This page is just a quick start guide, please read the full online manual for more information !
See NEWS for information about changes in this and previous versions
See LOGBOOK for details about the HiC-Pro developments
See LICENSE for license information
The pipeline is flexible, scalable and optimized. It can operate either on a single laptop or on a computational cluster using the PBS-Torque scheduler. HiC-Pro is sequential and each step of the workflow can be run independantly.
HiC-Pro includes a fast implementatation of the ICE normalization method (see the iced python library for more information).
In addition, HiC-Pro can use phasing data to build
allele specific contact maps <AS>
.If you use HiC-Pro, please cite :
HiC-Pro: An optimized and flexible pipeline for Hi-C processing. Servant N., Varoquaux N., Lajoie BR., Viara E., Chen CJ., Vert JP., Dekker J., Heard E., Barillot E. Genome Biology 2015, 16:259 doi:10.1186/s13059-015-0831-x http://www.genomebiology.com/2015/16/1/259
For any question about HiC-Pro, please contact [email protected]
The HiC-Pro pipeline requires the following dependencies :
- The bowtie2 mapper
- Python (>2.7) with pysam, bx, numpy, and scipy libraries
- R with the RColorBrewer and ggplot2 packages
- g++ compiler
- Samtools (>0.1.19)
Bowtie >2.2.2 is strongly recommanded for allele specific analysis. | To install HiC-Pro:
tar -zxvf HiC-Pro-master.tar.gz
cd HiC-Pro-master
make CONFIG_SYS=config-install.txt install
You can also edit the config-install.txt file and manually defined the paths to dependencies.
SYSTEM CONFIGUR | ATION |
---|---|
PREFIX | Installation path |
BOWTIE2_PATH | Full path the bowtie2 installation directory |
SAMTOOLS_PATH | Full path to the samtools installation directory (>0.1.19) |
R_PATH | Full path to the R installation directory |
PYTHON_PATH | Full path to the python installation directory (>2.7) |
In order to process the raw data, HiC-Pro requires three annotation files. Note that the pipeline is provided with some Human and Mouse annotation files.
- A BED file of the restriction fragments after digestion. This file depends both of the restriction enzyme and the reference genome. See the
FAQ <FAQ>
and theHiC-Pro utilities <UTILS>
for details about how to generate this file. A few annotation files are provided with the HiC-Pro sources.
chr1 0 16007 HIC_chr1_1 0 +
chr1 16007 24571 HIC_chr1_2 0 +
chr1 24571 27981 HIC_chr1_3 0 +
chr1 27981 30429 HIC_chr1_4 0 +
chr1 30429 32153 HIC_chr1_5 0 +
chr1 32153 32774 HIC_chr1_6 0 +
chr1 32774 37752 HIC_chr1_7 0 +
chr1 37752 38369 HIC_chr1_8 0 +
chr1 38369 38791 HIC_chr1_9 0 +
chr1 38791 39255 HIC_chr1_10 0 +
(...)
- A table file of chromosomes' size.
chr1 249250621
chr2 243199373
chr3 198022430
chr4 191154276
chr5 180915260
chr6 171115067
chr7 159138663
chr8 146364022
chr9 141213431
chr10 135534747
(...)
- The bowtie2 indexes. See the bowtie2 manual page for details about how to create such indexes.

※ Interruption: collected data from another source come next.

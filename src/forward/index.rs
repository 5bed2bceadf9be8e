//! Per-index forward-rate series: as-of joins, row computation, outlier filtering.
//!
//! Pipeline for one index:
//!
//! contracts -> as-of short rate -> as-of cumulative dividends (t, T1, T2)
//! -> `compute_forward` -> outlier filter on the spread (percentage points)
//! -> null `cal_rf` + spread for outliers -> scale spread to bps
//!
//! The bps scaling must happen after filtering; the filter threshold is
//! calibrated on percentage-point spreads.

use serde::Serialize;
use tracing::{debug, warn};

use crate::dividends::{CumulativeDividends, DividendLegs};
use crate::domain::{ContractObservation, FilterParams, ForwardRateRow, IndexCode, ShortRateObservation};
use crate::filter::barndorff_nielsen_filter;
use crate::forward::{ForwardInputs, ForwardQuote, compute_forward};
use crate::math::asof_lookup;

/// Percentage points to basis points.
pub const BPS_PER_PERCENT: f64 = 100.0;

/// Row accounting for one index computation.
#[derive(Debug, Clone, Default, PartialEq, Eq, Serialize)]
pub struct JoinDiagnostics {
    pub rows_in: usize,
    /// Missing price or TTM on either leg.
    pub dropped_missing_inputs: usize,
    /// No short-rate fixing on or before the observation date.
    pub dropped_missing_short_rate: usize,
    /// Missing settlement date, or a reference date before the dividend history.
    pub dropped_missing_dividends: usize,
    /// `TTM_2 <= TTM_1` or a non-finite result.
    pub dropped_undefined: usize,
    /// Joined rows whose short-rate fixing is older than the stale threshold.
    pub stale_short_rate_joins: usize,
    pub max_short_rate_lag_days: i64,
    pub outliers: usize,
}

impl JoinDiagnostics {
    pub fn rows_dropped(&self) -> usize {
        self.dropped_missing_inputs
            + self.dropped_missing_short_rate
            + self.dropped_missing_dividends
            + self.dropped_undefined
    }
}

/// Computed forward-rate series for one index.
#[derive(Debug, Clone)]
pub struct IndexForwardRates {
    pub index: IndexCode,
    pub rows: Vec<ForwardRateRow>,
    pub diagnostics: JoinDiagnostics,
}

impl IndexForwardRates {
    /// `(date, spread_bps)` pairs, outliers included as `None`.
    pub fn spread_series(&self) -> Vec<(chrono::NaiveDate, Option<f64>)> {
        self.rows.iter().map(|r| (r.date(), r.spread_bps)).collect()
    }
}

/// Stage settings for `compute_index_forward_rates`.
#[derive(Debug, Clone, Copy)]
pub struct ForwardSettings {
    pub filter: FilterParams,
    pub stale_after_days: i64,
}

struct JoinedRow {
    observation: ContractObservation,
    short_rate: f64,
    lag_days: i64,
    legs: DividendLegs,
    quote: ForwardQuote,
}

/// Compute the forward-rate series for one index.
///
/// `short_rates` must be sorted by date. Contract rows are processed in date
/// order regardless of input order.
pub fn compute_index_forward_rates(
    index: IndexCode,
    contracts: &[ContractObservation],
    short_rates: &[ShortRateObservation],
    dividends: &CumulativeDividends,
    settings: &ForwardSettings,
) -> IndexForwardRates {
    let mut ordered: Vec<&ContractObservation> = contracts.iter().collect();
    ordered.sort_by_key(|c| c.date);

    let mut diagnostics = JoinDiagnostics {
        rows_in: ordered.len(),
        ..JoinDiagnostics::default()
    };

    let mut joined = Vec::with_capacity(ordered.len());
    for obs in ordered {
        let (Some(p1), Some(p2), Some(t1), Some(t2)) =
            (obs.term1_price, obs.term2_price, obs.term1_ttm, obs.term2_ttm)
        else {
            diagnostics.dropped_missing_inputs += 1;
            continue;
        };
        // TTM counts days forward from the observation.
        if t1 < 0 || t2 < 0 {
            diagnostics.dropped_missing_inputs += 1;
            continue;
        }

        let Some(fixing) = asof_lookup(short_rates, obs.date, |r| r.date) else {
            diagnostics.dropped_missing_short_rate += 1;
            continue;
        };
        let lag_days = (obs.date - fixing.date).num_days();

        let legs = match (obs.term1_settlement_date, obs.term2_settlement_date) {
            (Some(s1), Some(s2)) => DividendLegs::resolve(dividends, obs.date, s1, s2),
            _ => None,
        };
        let Some(legs) = legs else {
            diagnostics.dropped_missing_dividends += 1;
            continue;
        };

        let inputs = ForwardInputs {
            term1_price: p1,
            term2_price: p2,
            term1_ttm: t1,
            term2_ttm: t2,
            short_rate: fixing.rate,
            div_sum1: legs.div_sum1(),
            div_sum2: legs.div_sum2(),
        };
        let Some(quote) = compute_forward(&inputs) else {
            diagnostics.dropped_undefined += 1;
            continue;
        };

        if lag_days > settings.stale_after_days {
            diagnostics.stale_short_rate_joins += 1;
        }
        diagnostics.max_short_rate_lag_days = diagnostics.max_short_rate_lag_days.max(lag_days);

        joined.push(JoinedRow {
            observation: obs.clone(),
            short_rate: fixing.rate,
            lag_days,
            legs,
            quote,
        });
    }

    if diagnostics.stale_short_rate_joins > 0 {
        warn!(
            index = %index,
            stale = diagnostics.stale_short_rate_joins,
            max_lag_days = diagnostics.max_short_rate_lag_days,
            "short-rate as-of join reused old fixings"
        );
    }

    let rows = apply_outlier_filter(joined, &settings.filter, &mut diagnostics);
    debug!(index = %index, rows = rows.len(), outliers = diagnostics.outliers, "forward rates computed");

    IndexForwardRates {
        index,
        rows,
        diagnostics,
    }
}

fn apply_outlier_filter(
    joined: Vec<JoinedRow>,
    params: &FilterParams,
    diagnostics: &mut JoinDiagnostics,
) -> Vec<ForwardRateRow> {
    let spreads: Vec<Option<f64>> = joined.iter().map(|j| Some(j.quote.spread_pct)).collect();
    let outcome = barndorff_nielsen_filter(&spreads, params);
    diagnostics.outliers = outcome.outlier_count();

    joined
        .into_iter()
        .zip(outcome.filtered)
        .zip(outcome.is_outlier)
        .map(|((j, spread_filtered), is_outlier)| ForwardRateRow {
            observation: j.observation,
            short_rate: j.short_rate,
            short_rate_lag_days: j.lag_days,
            cum_div_current: j.legs.cum_current,
            cum_div_term1: j.legs.cum_term1,
            cum_div_term2: j.legs.cum_term2,
            div_sum1: j.legs.div_sum1(),
            div_sum2: j.legs.div_sum2(),
            div_sum1_comp: j.quote.div_sum1_comp,
            div_sum2_comp: j.quote.div_sum2_comp,
            implied_forward_raw: j.quote.implied_forward_raw,
            implied_forward_rate: if is_outlier { None } else { Some(j.quote.implied_forward_rate) },
            short_rate_forward_raw: j.quote.short_rate_forward_raw,
            short_rate_forward: j.quote.short_rate_forward,
            spread_filtered,
            spread_bps: spread_filtered.map(|s| s * BPS_PER_PERCENT),
            is_outlier,
        })
        .collect()
}

#[cfg(test)]
mod tests {
    use super::*;
    use crate::domain::DividendRecord;
    use chrono::{Duration, NaiveDate};

    fn d(y: i32, m: u32, day: u32) -> NaiveDate {
        NaiveDate::from_ymd_opt(y, m, day).unwrap()
    }

    fn contract(date: NaiveDate, p1: f64, p2: f64, t1: i64, t2: i64) -> ContractObservation {
        ContractObservation {
            date,
            term1_price: Some(p1),
            term2_price: Some(p2),
            term1_settlement_date: Some(date + Duration::days(t1)),
            term2_settlement_date: Some(date + Duration::days(t2)),
            term1_ttm: Some(t1),
            term2_ttm: Some(t2),
        }
    }

    fn flat_rates(from: NaiveDate, rate: f64) -> Vec<ShortRateObservation> {
        vec![ShortRateObservation { date: from, rate }]
    }

    fn zero_dividends(from: NaiveDate) -> CumulativeDividends {
        CumulativeDividends::from_records(&[DividendRecord {
            date: from,
            daily_dividend: 0.0,
        }])
    }

    fn settings() -> ForwardSettings {
        ForwardSettings {
            filter: FilterParams::default(),
            stale_after_days: 5,
        }
    }

    #[test]
    fn three_day_scenario_is_fully_computable() {
        let dates = [d(2024, 1, 2), d(2024, 1, 3), d(2024, 1, 4)];
        let p1 = [4000.0, 4010.0, 4020.0];
        let p2 = [4020.0, 4035.0, 4050.0];
        let t1 = [30, 29, 28];
        let t2 = [120, 119, 118];
        let contracts: Vec<_> = (0..3).map(|i| contract(dates[i], p1[i], p2[i], t1[i], t2[i])).collect();

        let out = compute_index_forward_rates(
            IndexCode::Spx,
            &contracts,
            &flat_rates(d(2024, 1, 1), 0.03),
            &zero_dividends(d(2023, 12, 29)),
            &settings(),
        );

        assert_eq!(out.rows.len(), 3);
        assert_eq!(out.diagnostics.rows_dropped(), 0);
        assert_eq!(out.diagnostics.outliers, 0);

        for (i, row) in out.rows.iter().enumerate() {
            let fwd = row.implied_forward_rate.unwrap();
            assert!(fwd.is_finite() && row.short_rate_forward.is_finite());
            let expected = 100.0 * (p2[i] / p1[i] - 1.0) * 360.0 / 90.0;
            assert!((fwd - expected).abs() < 1e-9);
            let bps = row.spread_bps.unwrap();
            assert!((bps - 100.0 * (fwd - row.short_rate_forward)).abs() < 1e-9);
        }

        // Same 90-day span every day: the short-rate leg barely moves.
        let ois: Vec<f64> = out.rows.iter().map(|r| r.short_rate_forward).collect();
        assert!(ois.windows(2).all(|w| (w[0] - w[1]).abs() * BPS_PER_PERCENT < 1.0));
    }

    #[test]
    fn negative_and_extreme_ttms_never_yield_a_rate() {
        let base = d(2024, 2, 1);
        let negative = contract(base, 4000.0, 4020.0, -30, 60);
        let mut extreme = contract(base + Duration::days(1), 4000.0, 4020.0, 30, 120);
        extreme.term1_ttm = Some(-9_200_000_000_000_000_000);
        extreme.term2_ttm = Some(9_200_000_000_000_000_000);
        let mut huge = contract(base + Duration::days(2), 4000.0, 4020.0, 30, 120);
        huge.term2_ttm = Some(i64::MAX);
        huge.term1_ttm = Some(0);
        let good = contract(base + Duration::days(3), 4000.0, 4020.0, 30, 120);

        let out = compute_index_forward_rates(
            IndexCode::Spx,
            &[negative, extreme, huge, good.clone()],
            &flat_rates(base, 0.05),
            &zero_dividends(base),
            &settings(),
        );

        assert_eq!(out.diagnostics.dropped_missing_inputs, 2);
        assert!(out.rows.iter().all(|r| r.observation.term1_ttm.unwrap_or(0) >= 0));
        assert_eq!(out.rows.last().map(|r| r.date()), Some(good.date));
    }

    #[test]
    fn undefined_rows_are_dropped_not_propagated() {
        let base = d(2024, 2, 1);
        let mut missing_price = contract(base, 4000.0, 4020.0, 30, 120);
        missing_price.term2_price = None;
        let same_maturity = contract(base + Duration::days(1), 4000.0, 4020.0, 30, 30);
        let mut missing_settlement = contract(base + Duration::days(2), 4000.0, 4020.0, 30, 120);
        missing_settlement.term1_settlement_date = None;
        let good = contract(base + Duration::days(3), 4000.0, 4020.0, 30, 120);

        let out = compute_index_forward_rates(
            IndexCode::Ndx,
            &[good.clone(), missing_price, same_maturity, missing_settlement],
            &flat_rates(base, 0.05),
            &zero_dividends(base),
            &settings(),
        );

        assert_eq!(out.rows.len(), 1);
        assert_eq!(out.rows[0].date(), good.date);
        assert_eq!(out.diagnostics.dropped_missing_inputs, 1);
        assert_eq!(out.diagnostics.dropped_undefined, 1);
        assert_eq!(out.diagnostics.dropped_missing_dividends, 1);
    }

    #[test]
    fn rows_before_any_short_rate_or_dividend_are_dropped() {
        let contracts = vec![
            contract(d(2024, 1, 2), 4000.0, 4020.0, 30, 120),
            contract(d(2024, 1, 10), 4000.0, 4020.0, 30, 120),
        ];
        let out = compute_index_forward_rates(
            IndexCode::Indu,
            &contracts,
            &flat_rates(d(2024, 1, 5), 0.03),
            &zero_dividends(d(2024, 1, 1)),
            &settings(),
        );
        assert_eq!(out.rows.len(), 1);
        assert_eq!(out.diagnostics.dropped_missing_short_rate, 1);

        let out = compute_index_forward_rates(
            IndexCode::Indu,
            &contracts,
            &flat_rates(d(2024, 1, 1), 0.03),
            &zero_dividends(d(2024, 1, 5)),
            &settings(),
        );
        assert_eq!(out.rows.len(), 1);
        assert_eq!(out.diagnostics.dropped_missing_dividends, 1);
    }

    #[test]
    fn stale_short_rate_joins_are_counted() {
        let contracts = vec![
            contract(d(2024, 1, 2), 4000.0, 4020.0, 30, 120),
            contract(d(2024, 1, 20), 4000.0, 4020.0, 30, 120),
        ];
        let out = compute_index_forward_rates(
            IndexCode::Spx,
            &contracts,
            &flat_rates(d(2024, 1, 2), 0.03),
            &zero_dividends(d(2024, 1, 1)),
            &settings(),
        );
        assert_eq!(out.rows.len(), 2);
        assert_eq!(out.diagnostics.stale_short_rate_joins, 1);
        assert_eq!(out.diagnostics.max_short_rate_lag_days, 18);
        assert_eq!(out.rows[1].short_rate_lag_days, 18);
    }

    #[test]
    fn outlier_nulls_forward_and_spread() {
        let start = d(2023, 1, 2);
        let contracts: Vec<_> = (0..91)
            .map(|i| {
                let p2 = if i == 45 { 4400.0 } else { 4020.0 };
                contract(start + Duration::days(i), 4000.0, p2, 30, 120)
            })
            .collect();

        let out = compute_index_forward_rates(
            IndexCode::Spx,
            &contracts,
            &flat_rates(start, 0.03),
            &zero_dividends(start),
            &settings(),
        );

        assert_eq!(out.diagnostics.outliers, 1);
        let spike = &out.rows[45];
        assert!(spike.is_outlier);
        assert_eq!(spike.implied_forward_rate, None);
        assert_eq!(spike.spread_bps, None);
        assert_eq!(spike.spread_filtered, None);
        assert!(spike.short_rate_forward.is_finite());

        let normal = &out.rows[44];
        assert!(!normal.is_outlier);
        let pct = normal.spread_filtered.unwrap();
        assert!((normal.spread_bps.unwrap() - pct * BPS_PER_PERCENT).abs() < 1e-12);
    }

    #[test]
    fn dividends_enter_through_both_legs() {
        let obs_date = d(2024, 3, 1);
        let dividends = CumulativeDividends::from_records(&[
            DividendRecord { date: d(2024, 2, 29), daily_dividend: 1.0 },
            DividendRecord { date: d(2024, 3, 15), daily_dividend: 3.0 },
            DividendRecord { date: d(2024, 5, 15), daily_dividend: 7.0 },
        ]);
        let out = compute_index_forward_rates(
            IndexCode::Spx,
            &[contract(obs_date, 5000.0, 5030.0, 30, 120)],
            &flat_rates(obs_date, 0.04),
            &dividends,
            &settings(),
        );
        let row = &out.rows[0];
        assert_eq!(row.cum_div_current, 1.0);
        assert_eq!(row.div_sum1, 3.0);
        assert_eq!(row.div_sum2, 10.0);
        assert!((row.div_sum1_comp - 3.0 * (1.0 + 0.04 * 15.0 / 360.0)).abs() < 1e-12);
        assert!((row.div_sum2_comp - 10.0 * (1.0 + 0.04 * 60.0 / 360.0)).abs() < 1e-12);
    }
}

- First have a look at the help message !
HiC-Pro --help
usage : HiC-Pro -i INPUT -o OUTPUT -c CONFIG [-s ANALYSIS_STEP] [-p] [-h] [-v]
Use option -h|--help for more information
HiC-Pro 2.7.0
---------------
OPTIONS
-i|--input INPUT : input data folder; Must contains a folder per sample with input files
-o|--output OUTPUT : output folder
-c|--conf CONFIG : configuration file for Hi-C processing
[-p|--parallel] : if specified run HiC-Pro in PBS/Torque mode
[-s|--step ANALYSIS_STEP] : run only a subset of the HiC-Pro workflow; if not specified the complete workflow is run
mapping: perform reads alignment
proc_hic: perform Hi-C filtering
quality_checks: run Hi-C quality control plots
build_contact_maps: build raw inter/intrachromosomal contact maps
ice_norm: run ICE normalization on contact maps
[-h|--help]: help
[-v|--version]: version
- Copy and edit the configuration file 'config-hicpro.txt' in your local folder. See the
manual <MANUAL>
for details about the configuration file - Put all input files in a rawdata folder. The input files have to be organized with a folder per sample.
- Run HiC-Pro
- On your laptop
MY_INSTALL_PATH/bin/HiC-Pro -i FULL_PATH_TO_RAW_DATA -o FULL_PATH_TO_OUTPUTS -c MY_LOCAL_CONFIG_FILE
- Using a cluster (PBS)
MY_INSTALL_PATH/bin/HiC-Pro -i FULL_PATH_TO_RAW_DATA -o FULL_PATH_TO_OUTPUTS -c MY_LOCAL_CONFIG_FILE -p
You will get the following message :
Please run HiC-Pro in two steps :
1- The following command will launch the parallel workflow through 12 torque jobs:
qsub HiCPro_step1.sh
2- The second command will merge all outputs to generate the contact maps:
qsub HiCPro_step2.sh
Execute the displayed command from the output folder:
qsub HiCPro_step1.sh
774410[].torque.curie.fr
Then wait for the torque mails... :) Once executed succesfully (may take several hours), then type:
qsub HiCPro_step2.sh
Small fastq files (2M reads) extracted from the Dixon et al. 2012 paper are available for test.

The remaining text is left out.